En la Tierra a sábado, noviembre 16, 2024

19 DE MARZO, DÍA MUNDIAL DEL SUEÑO

El 45% de la población mundial padece problemas del sueño

MÁS DE 4 MILLONES DE PERSONAS EN ESPAÑA PADECEN ALGÚN TIPO DE TRASTORNO DEL SUEÑO CRÓNICO Y GRAVE

Estudios llevados a cabo en otros países ya señalan un aumento del 37% en la prevalencia de insomnio clínico durante esta pandemia y cambios en los patrones del sueño entre el 50-70% de las personas estudiadas.

El 19 de marzo se celebra el Día Mundial del Sueño, una fecha que tiene como objetivo concienciar sobre la necesidad de mejorar la prevención y tratamiento de los trastornos del sueño. Este año su lema es  “Sueño regular, futuro saludable”, para incidir en la importancia que tiene un mal descanso con el deterioro de la salud y la calidad de vida de la población.

La doctora Ana Fernandez Arcos, Coordinadora del Grupo de Estudio de Trastornos de la Vigilia y Sueño de la Sociedad Española de Neurología, explica que “una mala calidad de sueño suele ir ligada a numerosos problemas de salud. Así como un mayor riesgo de desarrollar diversas enfermedades como obesidad, diabetes, hipertensión, enfermedades vasculares, cambios metabólicos o cáncer”.

 Según datos de la Sociedad Española de Neurología (SEN) más de un 10% de la población española padece algún tipo de trastorno de sueño crónico y grave. Además, más de un 30% de los ciudadanos se despierta con la sensación de no haber tenido un sueño reparador o finalizan el día muy cansado. La Sociedad Mundial del Sueño estima que los problemas del sueño amenazan la salud y la calidad de vida de hasta el 45% de la población mundial.

“El insomnio, el síndrome de apneas-hipopneas del sueño, trastornos del ritmo circadiano, el síndrome de las piernas inquietas, las parasomnias NREM, el trastorno de conducta durante el sueño REM, la narcolepsia o la hipersomnia idiopática, son los trastornos del sueño más habituales entre la población española”, afirma la doctora Fernández Arcos.

Sueño y COVID-19

Según la doctora, “estudios que fueron presentados en la última Reunión Anual de la SEN señalaban que el 80% de los sanitarios españoles sufrieron insomnio durante los meses de marzo, abril y mayo de 2020. También que, en este mismo periodo, los trabajadores a turnos (sanitarios o no) asociaron una mayor probabilidad para el desarrollo de insomnio, pesadillas, sonambulismo, terrores nocturnos o pérdida de calidad de sueño en general”.

Consejos para un sueño más saludable en adultos

·         Establecer una hora fija para dormir y para despertarse.

·         Si se hacen siestas, éstas no deben exceder de los 30 minutos.

·         Evitar tóxicos como el alcohol y el tabaco.

·         No tomar cafeína seis horas antes de acostarse.

·         Procurar realizar cenas ligeras.

·         Es importante realizar ejercicio con regularidad, pero debería evitarse al atardecer.
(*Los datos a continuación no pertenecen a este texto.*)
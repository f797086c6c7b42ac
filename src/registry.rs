// Job registry: stored job rows -> validated, runnable job specs.
// A config error rejects one job (logged, reported) without touching the others; an
// unsupported aggregation identifier drops only that metric row.

use chrono::Utc;
use chrono_tz::Tz;
use tracing::{error, info, warn};

use crate::aggregation::AggregationType;
use crate::error::{BatchResult, ConfigError};
use crate::models::{Granularity, Job, JobMetric, JobRows, ResourceFilter, normalize_metric_name};
use crate::schedule::{ActiveBounds, EventSchedule, resolve_event};
use crate::warehouse::Warehouse;
use crate::window::compute_window;

/// Keeps `delay * granularity` well inside chrono's range.
const MAX_DELAY: i64 = 10_000;

#[derive(Debug, Clone)]
pub struct MetricSpec {
    /// Normalized (`dl_prb_util`); used for mapping lookup and row-layout matching.
    pub name: String,
    pub configured_name: String,
    pub entity: String,
    pub aggregations: Vec<AggregationType>,
}

#[derive(Debug, Clone)]
pub struct JobSpec {
    pub job: Job,
    pub schedule: EventSchedule,
    pub granularity: Granularity,
    pub delay: u32,
    pub timezone: Tz,
    pub filter: ResourceFilter,
    pub bounds: ActiveBounds,
    pub focal_entity: Option<String>,
    pub metrics: Vec<MetricSpec>,
    /// Metric rows dropped at load, with the reason.
    pub skipped_metrics: Vec<(String, ConfigError)>,
}

impl JobSpec {
    pub fn name(&self) -> &str {
        &self.job.name
    }
}

#[derive(Debug, Clone)]
pub struct RejectedJob {
    pub job_name: String,
    pub error: ConfigError,
}

#[derive(Debug, Default)]
pub struct RegistryLoad {
    pub jobs: Vec<JobSpec>,
    pub rejected: Vec<RejectedJob>,
}

/// Validates one job. Only whole-job problems return `Err`.
pub fn compile(rows: JobRows, default_tz: Tz) -> Result<JobSpec, ConfigError> {
    let JobRows {
        job,
        definition,
        metrics,
        unreadable,
        unreadable_metrics,
    } = rows;
    if let Some(e) = unreadable {
        return Err(e);
    }
    let definition = definition.ok_or_else(|| ConfigError::MissingDefinition(job.name.clone()))?;

    let timezone = match definition.timezone.as_deref().map(str::trim) {
        None | Some("") => default_tz,
        Some(name) => name
            .parse::<Tz>()
            .map_err(|_| ConfigError::InvalidTimezone(name.to_string()))?,
    };
    let schedule = resolve_event(&job.event_name, timezone)?;
    let granularity: Granularity = definition.granularity.parse()?;
    if definition.delay < 0 {
        return Err(ConfigError::NegativeDelay(definition.delay));
    }
    if definition.delay > MAX_DELAY {
        return Err(ConfigError::DelayTooLarge(definition.delay));
    }
    let delay = definition.delay as u32;
    compute_window(&granularity, delay, Utc::now(), timezone)?;
    let filter = ResourceFilter::parse(definition.resource_filter.as_deref().unwrap_or(""))?;

    let mut compiled = Vec::with_capacity(metrics.len());
    let mut skipped_metrics = Vec::new();
    for (metric, e) in unreadable_metrics {
        error!(job = %job.name, metric = %metric, error = %e, "metric skipped: unreadable row");
        skipped_metrics.push((metric, e));
    }
    for metric in metrics {
        match compile_metric(&metric) {
            Ok(m) => compiled.push(m),
            Err(e) => {
                error!(
                    job = %job.name,
                    metric = %metric.metric_name,
                    error = %e,
                    "metric skipped: invalid configuration"
                );
                skipped_metrics.push((metric.metric_name.clone(), e));
            }
        }
    }

    Ok(JobSpec {
        schedule,
        granularity,
        delay,
        timezone,
        filter,
        bounds: ActiveBounds {
            start_ms: definition.start_time,
            end_ms: definition.end_time,
        },
        focal_entity: definition.focal_entity,
        metrics: compiled,
        skipped_metrics,
        job,
    })
}

fn compile_metric(metric: &JobMetric) -> Result<MetricSpec, ConfigError> {
    let mut aggregations: Vec<AggregationType> = Vec::new();
    for id in &metric.aggregation_types {
        let kind: AggregationType = id.parse()?;
        if !aggregations.contains(&kind) {
            aggregations.push(kind);
        }
    }
    Ok(MetricSpec {
        name: normalize_metric_name(&metric.metric_name),
        configured_name: metric.metric_name.clone(),
        entity: metric.entity.clone(),
        aggregations,
    })
}

/// Loads and compiles every enabled job.
pub async fn load(warehouse: &Warehouse, default_tz: Tz) -> BatchResult<RegistryLoad> {
    let rows = warehouse.load_enabled_jobs().await?;
    let mut out = RegistryLoad::default();
    for r in rows {
        let job_name = r.job.name.clone();
        match compile(r, default_tz) {
            Ok(spec) => {
                if spec.metrics.is_empty() {
                    warn!(job = %job_name, "job has no runnable metrics");
                }
                out.jobs.push(spec);
            }
            Err(e) => {
                error!(job = %job_name, error = %e, "job rejected: invalid configuration");
                out.rejected.push(RejectedJob { job_name, error: e });
            }
        }
    }
    info!(
        jobs = out.jobs.len(),
        rejected = out.rejected.len(),
        "job registry loaded"
    );
    Ok(out)
}
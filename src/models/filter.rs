// Resource filter: a restricted conjunction of equality / IN predicates.
//   cell_type = 'NR' AND region IN ('north', 'south') AND band = 78
// Columns become quoted identifiers; literals are bound, never spliced.

use crate::error::ConfigError;

use super::quote_identifier;

#[derive(Debug, Clone, PartialEq, Eq)]
pub struct Predicate {
    pub column: String,
    /// Compared as text so the same SQL works for numeric and text columns.
    pub values: Vec<String>,
}

#[derive(Debug, Clone, Default, PartialEq, Eq)]
pub struct ResourceFilter {
    predicates: Vec<Predicate>,
}

#[derive(Debug, Clone, PartialEq)]
enum Token {
    Ident(String),
    Literal(String),
    Eq,
    LParen,
    RParen,
    Comma,
}

impl ResourceFilter {
    /// Empty or whitespace-only input is "no filter".
    pub fn parse(input: &str) -> Result<Self, ConfigError> {
        let invalid = |reason: &str| ConfigError::InvalidResourceFilter {
            filter: input.to_string(),
            reason: reason.to_string(),
        };
        let tokens = tokenize(input).map_err(|r| invalid(&r))?;
        let mut predicates = Vec::new();
        let mut pos = 0;
        while pos < tokens.len() {
            if !predicates.is_empty() {
                match tokens.get(pos) {
                    Some(Token::Ident(kw)) if kw.eq_ignore_ascii_case("and") => pos += 1,
                    _ => return Err(invalid("predicates must be joined by AND")),
                }
            }
            let Some(Token::Ident(column)) = tokens.get(pos) else {
                return Err(invalid("expected column name"));
            };
            quote_identifier(column)?;
            pos += 1;
            let values = match tokens.get(pos) {
                Some(Token::Eq) => {
                    pos += 1;
                    let Some(Token::Literal(v)) = tokens.get(pos) else {
                        return Err(invalid("expected literal after ="));
                    };
                    pos += 1;
                    vec![v.clone()]
                }
                Some(Token::Ident(kw)) if kw.eq_ignore_ascii_case("in") => {
                    pos += 1;
                    if tokens.get(pos) != Some(&Token::LParen) {
                        return Err(invalid("expected ( after IN"));
                    }
                    pos += 1;
                    let mut values = Vec::new();
                    loop {
                        let Some(Token::Literal(v)) = tokens.get(pos) else {
                            return Err(invalid("expected literal in IN list"));
                        };
                        values.push(v.clone());
                        pos += 1;
                        match tokens.get(pos) {
                            Some(Token::Comma) => pos += 1,
                            Some(Token::RParen) => {
                                pos += 1;
                                break;
                            }
                            _ => return Err(invalid("unterminated IN list")),
                        }
                    }
                    values
                }
                _ => return Err(invalid("expected = or IN")),
            };
            predicates.push(Predicate {
                column: column.clone(),
                values,
            });
        }
        Ok(Self { predicates })
    }

    pub fn is_empty(&self) -> bool {
        self.predicates.is_empty()
    }

    pub fn predicates(&self) -> &[Predicate] {
        &self.predicates
    }

    /// Renders ` AND ...` clauses with `$n` placeholders starting at `first_placeholder`.
    /// Returns the SQL fragment and the values to bind, in order.
    pub fn to_sql(&self, first_placeholder: usize) -> Result<(String, Vec<String>), ConfigError> {
        let mut sql = String::new();
        let mut binds = Vec::new();
        let mut n = first_placeholder;
        for p in &self.predicates {
            let column = quote_identifier(&p.column)?;
            let placeholders: Vec<String> = p
                .values
                .iter()
                .map(|v| {
                    binds.push(v.clone());
                    let ph = format!("${}", n);
                    n += 1;
                    ph
                })
                .collect();
            if placeholders.len() == 1 {
                sql.push_str(&format!(" AND CAST({} AS TEXT) = {}", column, placeholders[0]));
            } else {
                sql.push_str(&format!(
                    " AND CAST({} AS TEXT) IN ({})",
                    column,
                    placeholders.join(", ")
                ));
            }
        }
        Ok((sql, binds))
    }
}

fn tokenize(input: &str) -> Result<Vec<Token>, String> {
    let chars: Vec<char> = input.chars().collect();
    let mut tokens = Vec::new();
    let mut i = 0;
    while i < chars.len() {
        let c = chars[i];
        match c {
            c if c.is_whitespace() => i += 1,
            '=' => {
                tokens.push(Token::Eq);
                i += 1;
            }
            '(' => {
                tokens.push(Token::LParen);
                i += 1;
            }
            ')' => {
                tokens.push(Token::RParen);
                i += 1;
            }
            ',' => {
                tokens.push(Token::Comma);
                i += 1;
            }
            '\'' => {
                let mut value = String::new();
                i += 1;
                loop {
                    match chars.get(i) {
                        None => return Err("unterminated string literal".into()),
                        Some('\'') if chars.get(i + 1) == Some(&'\'') => {
                            value.push('\'');
                            i += 2;
                        }
                        Some('\'') => {
                            i += 1;
                            break;
                        }
                        Some(&ch) => {
                            value.push(ch);
                            i += 1;
                        }
                    }
                }
                tokens.push(Token::Literal(value));
            }
            c if c.is_ascii_digit() || c == '-' || c == '.' => {
                let start = i;
                i += 1;
                while i < chars.len() && (chars[i].is_ascii_digit() || chars[i] == '.') {
                    i += 1;
                }
                let text: String = chars[start..i].iter().collect();
                if text.parse::<f64>().is_err() {
                    return Err(format!("bad number {text:?}"));
                }
                tokens.push(Token::Literal(text));
            }
            c if c.is_ascii_alphabetic() || c == '_' => {
                let start = i;
                while i < chars.len() && (chars[i].is_ascii_alphanumeric() || chars[i] == '_') {
                    i += 1;
                }
                tokens.push(Token::Ident(chars[start..i].iter().collect()));
            }
            other => return Err(format!("unexpected character {other:?}")),
        }
    }
    Ok(tokens)
}
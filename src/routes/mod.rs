// HTTP status routes

mod http;

use axum::{Router, routing::get};
use tower_http::cors::{Any, CorsLayer};

use crate::config::AppConfig;
use crate::engine::RunBoard;

#[derive(Clone)]
pub(crate) struct AppState {
    pub(crate) board: RunBoard,
    pub(crate) config: AppConfig,
}

pub fn app(board: RunBoard, config: AppConfig) -> Router {
    let state = AppState { board, config };
    Router::new()
        .route("/", get(|| async { "batch-analytics scheduler" })) // GET /
        .route("/version", get(http::version_handler)) // GET /version
        .route("/health", get(http::health_handler)) // GET /health
        .route("/api/runs", get(http::runs_handler)) // GET /api/runs
        .layer(CorsLayer::new().allow_origin(Any))
        .with_state(state)
}
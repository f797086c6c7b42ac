// Window calculator: granularity + delay + reference time -> [start, end).
//
// Boundaries are found on the job's local clock (so "1-day" in Europe/Berlin starts at
// Berlin midnight), then shifted by fixed durations, so end - start is always exactly
// the granularity duration.
//
// The reference time falls inside the bucket [t, t + g) with t = truncate(reference).
// delay = 0 selects that (still filling) bucket; each delay unit steps one bucket back:
//   end = truncate(reference) + g - delay * g,  start = end - g
// EVERYHOUR firing at 10:00 with "1-hour", delay 1 therefore rolls up [09:00, 10:00).

use chrono::{DateTime, Datelike, NaiveDateTime, NaiveTime, TimeDelta, TimeZone, Timelike, Utc};
use chrono_tz::Tz;

use crate::error::ConfigError;
use crate::models::{ExecutionWindow, Granularity, GranularityUnit};

/// 1970-01-01 as counted by `num_days_from_ce`.
const UNIX_EPOCH_DAYS_FROM_CE: i64 = 719_163;
/// 1970-01-05 was the first Monday after the epoch.
const FIRST_MONDAY_EPOCH_DAY: i64 = 4;
/// Upper bound on windows produced by one `windows_between` call.
pub const MAX_BACKFILL_WINDOWS: usize = 100_000;

pub fn compute_window(
    granularity: &Granularity,
    delay: u32,
    reference: DateTime<Utc>,
    tz: Tz,
) -> Result<ExecutionWindow, ConfigError> {
    let out_of_range = || out_of_range(granularity, delay);
    let g = granularity.duration();
    let back = i32::try_from(delay)
        .ok()
        .and_then(|d| g.checked_mul(d))
        .ok_or_else(out_of_range)?;
    let end = truncate(granularity, reference, tz)?
        .checked_add_signed(g)
        .and_then(|t| t.checked_sub_signed(back))
        .ok_or_else(out_of_range)?;
    Ok(ExecutionWindow {
        start: end.checked_sub_signed(g).ok_or_else(out_of_range)?,
        end,
        granularity: *granularity,
    })
}

fn out_of_range(granularity: &Granularity, delay: u32) -> ConfigError {
    ConfigError::WindowOutOfRange {
        granularity: granularity.to_string(),
        delay,
    }
}

/// Latest bucket boundary at or before `reference`, on the local clock of `tz`.
pub fn truncate(
    granularity: &Granularity,
    reference: DateTime<Utc>,
    tz: Tz,
) -> Result<DateTime<Utc>, ConfigError> {
    let local = reference.with_timezone(&tz).naive_local();
    let date = local.date();
    let midnight = date.and_time(NaiveTime::MIN);
    let amount = granularity.amount() as i64;

    let boundary = match granularity.unit() {
        GranularityUnit::Minute => {
            let minutes = (local.hour() * 60 + local.minute()) as i64;
            Some(midnight + TimeDelta::minutes(minutes - minutes % amount))
        }
        GranularityUnit::Hour => {
            let hour = local.hour() as i64;
            Some(midnight + TimeDelta::hours(hour - hour % amount))
        }
        GranularityUnit::Day => {
            let epoch_day = date.num_days_from_ce() as i64 - UNIX_EPOCH_DAYS_FROM_CE;
            midnight.checked_sub_signed(TimeDelta::days(epoch_day.rem_euclid(amount)))
        }
        GranularityUnit::Week => {
            let to_monday = date.weekday().num_days_from_monday() as i64;
            let monday_epoch_day =
                date.num_days_from_ce() as i64 - UNIX_EPOCH_DAYS_FROM_CE - to_monday;
            let week_index = (monday_epoch_day - FIRST_MONDAY_EPOCH_DAY).div_euclid(7);
            midnight.checked_sub_signed(TimeDelta::days(to_monday + 7 * week_index.rem_euclid(amount)))
        }
    };

    boundary
        .map(|b| resolve_local(tz, b))
        .ok_or_else(|| out_of_range(granularity, 0))
}

/// Every window (delay 0) whose end boundary lies in (from, to], oldest first.
pub fn windows_between(
    granularity: &Granularity,
    tz: Tz,
    from: DateTime<Utc>,
    to: DateTime<Utc>,
) -> Result<Vec<ExecutionWindow>, ConfigError> {
    let out_of_range = || out_of_range(granularity, 0);
    let g = granularity.duration();
    let mut out = Vec::new();
    let mut end = truncate(granularity, to, tz)?;
    while end > from && out.len() < MAX_BACKFILL_WINDOWS {
        out.push(ExecutionWindow {
            start: end.checked_sub_signed(g).ok_or_else(out_of_range)?,
            end,
            granularity: *granularity,
        });
        let before = end
            .checked_sub_signed(TimeDelta::milliseconds(1))
            .ok_or_else(out_of_range)?;
        end = truncate(granularity, before, tz)?;
    }
    out.reverse();
    Ok(out)
}

/// Local wall-clock time to UTC. Ambiguous times take the earlier instant; times in a
/// DST gap move to the first valid instant after the gap.
fn resolve_local(tz: Tz, naive: NaiveDateTime) -> DateTime<Utc> {
    if let Some(dt) = tz.from_local_datetime(&naive).earliest() {
        return dt.with_timezone(&Utc);
    }
    let shifted = naive.checked_add_signed(TimeDelta::hours(1)).unwrap_or(naive);
    let shifted = shifted.date().and_hms_opt(shifted.hour(), 0, 0).unwrap_or(shifted);
    tz.from_local_datetime(&shifted)
        .earliest()
        .map(|dt| dt.with_timezone(&Utc))
        .unwrap_or_else(|| Utc.from_utc_datetime(&naive))
}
·         Utilizar ropa de cama cómoda.

·         Encontrar una temperatura cómoda para dormir y mantener la habitación bien ventilada.

·         Bloquear todos los ruidos molestos y eliminar la mayor cantidad de luz posible.

·         Utilizar la cama sólo para dormir o tener relaciones sexuales.

Consejos para niños (hasta los 12 años

·         Los niños también deben tener un horario fijo para dormir y despertase. Idealmente deberían acostarse antes de las 9 de la noche.

·         El horario de siesta debe ser el apropiado para cada edad y es conveniente que no se excedan.

·         Establecer una rutina constante y positiva para la hora de dormir (cepillarse los dientes, cantar una canción de buenas noches o leer algún cuento corto para dormir).

·         El dormitorio debe ser un lugar agradable para dormir: fresco, oscuro y silencioso.

·         Es importante animar a que los niños se duerman de forma independiente.

·        No exponerse a luz brillante antes de acostarse y durante la noche. La exposición a la luz sí que es beneficiosa por la mañana.

·         Evitar que los niños realicen comidas pesadas o ejercicio cuando se acerque la hora de dormir.

·         Mantener todos los dispositivos electrónicos fuera del dormitorio del niño y limitar el uso antes de acostarse.

·         Ekiminar el consumo de cafeína y el chocolate.

·         Intentar que los niños tengan un horario diario regular, incluido el de las comidas.